L’affranchissement moral, l’émancipation intellectuelle de toute une race esclave jusqu’ici de certains préjugés et vouée au positivisme le plus absolu, tel est le spectacle qu’offre en ce moment la jeune génération littéraire à laquelle appartient M. Julian Fane. À mon sens, les femmes se tiennent encore fort loin du niveau que cette génération a su atteindre. C’est, du reste, ce qu’on peut assez généralement remarquer en toute période de ce genre. La mission des femmes est essentiellement conservatrice : viennent-elles après une époque de désordre, elles commandent le mouvement réactionnaire, voyez l’hôtel de Rambouillet, — tandis qu’au début d’une crise en quelque sorte révolutionnaire, à la naissance d’une liberté quelconque, elles restent comme hésitantes et embarrassées. Serait-ce que leur organisation délicate ne supporterait point sans fléchir le poids du vrai ? Et ressemblent-elles à ce que dit Goethe à propos de Hamlet, à un beau vase de Chine dans lequel on a planté un jeune chêne ? L’arbre croit, devient beau, sain, vigoureux ; mais le vase éclate. Cela est-il ainsi ? Peut-être, et cette instinctive inaptitude des femmes en général à concevoir les grandes vérités abstraites sans perturbation morale m’a toujours paru l’argument le plus victorieux en faveur de la suprématie masculine. Quelques exceptions à la règle pourraient se signaler pourtant, même en Angleterre, exceptions d’autant plus éclatantes qu’elles sont plus rares. Il est certaines femmes anglaises dont la supériorité intellectuelle et la supériorité morale marchent de pair, et qui sont de taille à tout comprendre sans jamais se troubler.
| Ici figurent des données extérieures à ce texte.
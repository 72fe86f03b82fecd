//! Plugin table storage.
//!
//! Connections come back configured and migrated; callers never see a
//! database whose `plugins` table is missing or from a newer release.
//! The schema version lives in `PRAGMA user_version`.

use std::error::Error;
use std::fmt::{Display, Formatter};
use std::path::PathBuf;

pub mod migrations;
mod open;

pub use open::{open_db, open_db_in_memory};

pub type DbResult<T> = Result<T, DbError>;

#[derive(Debug)]
pub enum DbError {
    /// Parent directory of a database file could not be created.
    CreateDir {
        path: PathBuf,
        source: std::io::Error,
    },
    Sqlite(rusqlite::Error),
    /// Database was written by a newer plugdeck release.
    UnsupportedSchemaVersion { found: u32, supported: u32 },
}

impl Display for DbError {
    fn fmt(&self, f: &mut Formatter<'_>) -> std::fmt::Result {
        match self {
            Self::CreateDir { path, source } => write!(
                f,
                "cannot create plugin database directory `{}`: {source}",
                path.display()
            ),
            Self::Sqlite(err) => write!(f, "plugin database error: {err}"),
            Self::UnsupportedSchemaVersion { found, supported } => write!(
                f,
                "plugin table schema v{found} is newer than this build understands (v{supported})"
            ),
        }
    }
}

impl Error for DbError {
    fn source(&self) -> Option<&(dyn Error + 'static)> {
        match self {
            Self::CreateDir { source, .. } => Some(source),
            Self::Sqlite(err) => Some(err),
            Self::UnsupportedSchemaVersion { .. } => None,
        }
    }
}

impl From<rusqlite::Error> for DbError {
    fn from(value: rusqlite::Error) -> Self {
        Self::Sqlite(value)
    }
}
//! Ordered schema migrations.
//!
//! # Invariants
//! - `version` values are strictly increasing.
//! - The applied version is mirrored to `PRAGMA user_version`.
//! - Pending migrations are applied in one transaction.

use crate::db::{DbError, DbResult};
use log::info;
use rusqlite::Connection;

#[derive(Debug, Clone, Copy)]
struct Migration {
    version: u32,
    sql: &'static str,
}

const MIGRATIONS: &[Migration] = &[Migration {
    version: 1,
    sql: include_str!("0001_plugins.sql"),
}];

/// Latest schema version known by this build.
pub fn latest_version() -> u32 {
    MIGRATIONS.last().map_or(0, |migration| migration.version)
}

/// Applies every migration newer than the database's `user_version`.
///
/// # Errors
/// - `UnsupportedSchemaVersion` when the database was written by a newer build.
pub fn apply_migrations(conn: &mut Connection) -> DbResult<()> {
    let current = current_user_version(conn)?;
    let latest = latest_version();

    if current > latest {
        return Err(DbError::UnsupportedSchemaVersion {
            found: current,
            supported: latest,
        });
    }
    if current == latest {
        return Ok(());
    }

    let tx = conn.transaction()?;
    for migration in MIGRATIONS.iter().filter(|m| m.version > current) {
        tx.execute_batch(migration.sql)?;
        tx.execute_batch(&format!("PRAGMA user_version = {};", migration.version))?;
    }
    tx.commit()?;

    info!("event=db_migrate module=db status=ok from={current} to={latest}");
    Ok(())
}

fn current_user_version(conn: &Connection) -> DbResult<u32> {
    Ok(conn.query_row("PRAGMA user_version;", [], |row| row.get::<_, u32>(0))?)
}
On en pourrait citer quelques-unes que la lumière n’effraie pas, selon l’expression du poète Landor[1], et que « chaque année laisse, » ainsi que le dit M. Fane, « plus grandes de cœur et plus aimables, plus riches de science et plus sereines : »

Larger of heart, more gracions, gentle wise.

Il est vrai que la pièce de vers où se trouve cette ligne est intitulée

  1. « L’humanité entière a peur, dit Landor, avec cette différence que les enfans tremblent lorsqu’on les mène dans l’obscurité, et les hommes quand on les conduit à la lumière. »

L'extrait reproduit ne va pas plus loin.